# coconut Ice



## amazingcakes (May 19, 2008)

Hi, can anyone out there help me out with a soft coconut ice recipe? I've been trying for years and of the many recipes i've tried they all set hard and crumbly (I also have the same problem with fudge!) - i'm looking for a softer - chewy consistency. practically all recipes i've tried involve boiling sugar to softball and adding it to the coconut.
any suggesstions would be greatly appreciated.
thank-you


----------



## m brown (May 29, 1999)

try cooking the sugar just below soft ball.

what are your formulas?


----------



## rat (Mar 2, 2006)

For a real fast one, take a can of coconut milk and add to it 3 oz of sugar, bring it to a simmer and freeze. Not a bad recipe it can be jazzed up as you like.


----------



## amazingcakes (May 19, 2008)

thank-you for replying so soon! the formulas i'v been trying mostly are:
1. 400g sugar, boil to 120 deg.C, 125g coconut .
2. 450g sugar, pinch cream of tartar, boil to 121 deg.C, 100g coconut.
3. 450g sugar, 1/4 pt milk, boil to 114, 125g coconut.
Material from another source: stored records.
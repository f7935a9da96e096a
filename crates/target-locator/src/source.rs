//! Frame sources.
//!
//! A [`FrameSource`] is owned exclusively by one pipeline for its whole
//! lifetime. `read` returning `None` is a capture failure and ends the
//! pipeline.

use std::{
    fs,
    path::{Path, PathBuf},
};

use image::RgbImage;
use log::{debug, error, info};

use crate::config::{CaptureSettings, ExposureMode};

#[derive(thiserror::Error, Debug)]
pub enum SourceError {
    #[error("failed to list {path}: {source}")]
    Io {
        path: PathBuf,
        #[source]
        source: std::io::Error,
    },
    #[error("no png/jpeg images found in {0}")]
    Empty(PathBuf),
}

pub trait FrameSource {
    /// Apply device settings. Best effort: the device may ignore any of them.
    fn configure(&mut self, _settings: &CaptureSettings) {}

    /// Capture the next frame.
    fn read(&mut self) -> Option<RgbImage>;
}

impl<S: FrameSource + ?Sized> FrameSource for Box<S> {
    fn configure(&mut self, settings: &CaptureSettings) {
        (**self).configure(settings)
    }

    fn read(&mut self) -> Option<RgbImage> {
        (**self).read()
    }
}

fn describe(settings: &CaptureSettings) -> String {
    let exposure = match settings.exposure_mode {
        ExposureMode::Auto => "auto".to_string(),
        ExposureMode::Manual => format!("manual {}", settings.exposure),
    };
    format!("{}x{}, exposure {exposure}", settings.width, settings.height)
}

/// Replays image files from a directory in file-name order.
#[derive(Debug)]
pub struct ImageSequenceSource {
    paths: Vec<PathBuf>,
    next: usize,
    looping: bool,
}

impl ImageSequenceSource {
    pub fn open(dir: impl AsRef<Path>, looping: bool) -> Result<Self, SourceError> {
        let dir = dir.as_ref();
        let entries = fs::read_dir(dir).map_err(|source| SourceError::Io {
            path: dir.to_path_buf(),
            source,
        })?;
        let mut paths: Vec<PathBuf> = entries
            .filter_map(|e| e.ok().map(|e| e.path()))
            .filter(|p| is_image(p))
            .collect();
        if paths.is_empty() {
            return Err(SourceError::Empty(dir.to_path_buf()));
        }
        paths.sort();
        Ok(Self {
            paths,
            next: 0,
            looping,
        })
    }

    pub fn len(&self) -> usize {
        self.paths.len()
    }

    pub fn is_empty(&self) -> bool {
        self.paths.is_empty()
    }
}

fn is_image(path: &Path) -> bool {
    path.extension()
        .and_then(|e| e.to_str())
        .map(|e| matches!(e.to_ascii_lowercase().as_str(), "png" | "jpg" | "jpeg"))
        .unwrap_or(false)
}

impl FrameSource for ImageSequenceSource {
    fn configure(&mut self, settings: &CaptureSettings) {
        info!(
            "replaying {} images ({}), ignoring capture settings {}",
            self.paths.len(),
            if self.looping { "looping" } else { "once" },
            describe(settings)
        );
    }

    fn read(&mut self) -> Option<RgbImage> {
        if self.next == self.paths.len() {
            if !self.looping {
                return None;
            }
            self.next = 0;
        }
        let path = &self.paths[self.next];
        self.next += 1;
        match image::open(path) {
            Ok(img) => {
                debug!("read {}", path.display());
                Some(img.to_rgb8())
            }
            Err(e) => {
                error!("failed to decode {}: {e}", path.display());
                None
            }
        }
    }
}

/// Serves frames held in memory.
#[derive(Clone, Debug)]
pub struct ReplaySource {
    frames: Vec<RgbImage>,
    next: usize,
    looping: bool,
    settings: Option<CaptureSettings>,
}

impl ReplaySource {
    pub fn new(frames: Vec<RgbImage>, looping: bool) -> Self {
        Self {
            frames,
            next: 0,
            looping,
            settings: None,
        }
    }

    /// Settings received through [`FrameSource::configure`], if any.
    pub fn settings(&self) -> Option<&CaptureSettings> {
        self.settings.as_ref()
    }
}

impl FrameSource for ReplaySource {
    fn configure(&mut self, settings: &CaptureSettings) {
        debug!("replay source configured: {}", describe(settings));
        self.settings = Some(settings.clone());
    }

    fn read(&mut self) -> Option<RgbImage> {
        if self.next == self.frames.len() {
            if !self.looping || self.frames.is_empty() {
                return None;
            }
            self.next = 0;
        }
        let frame = self.frames[self.next].clone();
        self.next += 1;
        Some(frame)
    }
}
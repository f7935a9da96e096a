//! Non-blocking publication of readings and debug images.
//!
//! Both channels are bounded and never block the pipeline. A full target
//! channel drops the reading with a warning; a full debug channel drops the
//! image silently.

use std::fmt;
use std::sync::mpsc::{sync_channel, Receiver, SyncSender, TrySendError};

use image::{GrayImage, RgbImage};
use log::warn;
use target_locator_core::TargetReading;

use crate::config::ChannelParams;
use crate::pipeline::PipelineError;

#[derive(Clone, Copy, Debug, PartialEq, Eq, Hash)]
pub enum DebugLabel {
    /// Threshold mask.
    Thresh,
    /// Annotated color frame.
    Frame,
}

impl DebugLabel {
    pub fn as_str(self) -> &'static str {
        match self {
            DebugLabel::Thresh => "thresh",
            DebugLabel::Frame => "frame",
        }
    }
}

impl fmt::Display for DebugLabel {
    fn fmt(&self, f: &mut fmt::Formatter<'_>) -> fmt::Result {
        f.write_str(self.as_str())
    }
}

#[derive(Clone, Debug, PartialEq)]
pub enum DebugImage {
    Mask(GrayImage),
    Color(RgbImage),
}

impl DebugImage {
    pub fn save(&self, path: impl AsRef<std::path::Path>) -> image::ImageResult<()> {
        match self {
            DebugImage::Mask(img) => img.save(path),
            DebugImage::Color(img) => img.save(path),
        }
    }
}

#[derive(Clone, Debug, PartialEq)]
pub struct DebugFrame {
    /// Index of the frame that produced this image (first frame is 1).
    pub frame: u64,
    pub label: DebugLabel,
    pub image: DebugImage,
}

#[derive(Clone, Copy, Debug, PartialEq, Eq)]
pub enum PublishOutcome {
    Sent,
    Dropped,
}

/// Producer side of the target and debug channels.
#[derive(Debug)]
pub struct OutputSink {
    target: SyncSender<TargetReading>,
    debug: SyncSender<DebugFrame>,
    dropped_readings: u64,
}

impl OutputSink {
    pub fn new(target: SyncSender<TargetReading>, debug: SyncSender<DebugFrame>) -> Self {
        Self {
            target,
            debug,
            dropped_readings: 0,
        }
    }

    /// Offer a reading without blocking.
    ///
    /// A disconnected target channel means the consumer is gone; that is
    /// reported as an error and ends the pipeline.
    pub fn publish_reading(
        &mut self,
        reading: TargetReading,
    ) -> Result<PublishOutcome, PipelineError> {
        match self.target.try_send(reading) {
            Ok(()) => Ok(PublishOutcome::Sent),
            Err(TrySendError::Full(_)) => {
                self.dropped_readings += 1;
                warn!(
                    "target channel full, reading dropped ({} so far)",
                    self.dropped_readings
                );
                Ok(PublishOutcome::Dropped)
            }
            Err(TrySendError::Disconnected(_)) => Err(PipelineError::TargetChannelClosed),
        }
    }

    /// Offer a debug image without blocking. Drops are silent.
    pub fn publish_debug(&self, frame: DebugFrame) -> PublishOutcome {
        match self.debug.try_send(frame) {
            Ok(()) => PublishOutcome::Sent,
            Err(_) => PublishOutcome::Dropped,
        }
    }

    pub fn dropped_readings(&self) -> u64 {
        self.dropped_readings
    }
}

/// Consumer ends matching an [`OutputSink`].
#[derive(Debug)]
pub struct OutputReceivers {
    pub readings: Receiver<TargetReading>,
    pub debug: Receiver<DebugFrame>,
}

/// Create both bounded channels and the sink feeding them.
pub fn output_channels(params: &ChannelParams) -> (OutputSink, OutputReceivers) {
    let (target_tx, target_rx) = sync_channel(params.target_capacity);
    let (debug_tx, debug_rx) = sync_channel(params.debug_capacity);
    (
        OutputSink::new(target_tx, debug_tx),
        OutputReceivers {
            readings: target_rx,
            debug: debug_rx,
        },
    )
}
thats the ones which have the closest resemblance to what i'm trying to achieve - but always hard and crumbly, i'v had lots of failures with condensed and evaporated milk based recipes too - so am steering clear of those!


----------



## rat (Mar 2, 2006)

My bad I thought you were making coconut ice cream.

Crumbly fudge is caused by not singing loudly enough, that is how the fudge shops in the mall make it so good.

Seriously though crumbles are caused by improper cooking procedure and not washing the pot initially to get rid of all the crystals. Also over beating it when it has cooled will affect it or not cooling it enough. You want it to just begin to thicken and then immediately pour it into the pan.


----------



## tooonyg (May 27, 2008)

I think I'm going to have to try this.


----------



## m brown (May 29, 1999)

try to add additional 10%(weight of sugar) corn syrup or glucose.

That will "soften" the mix.


----------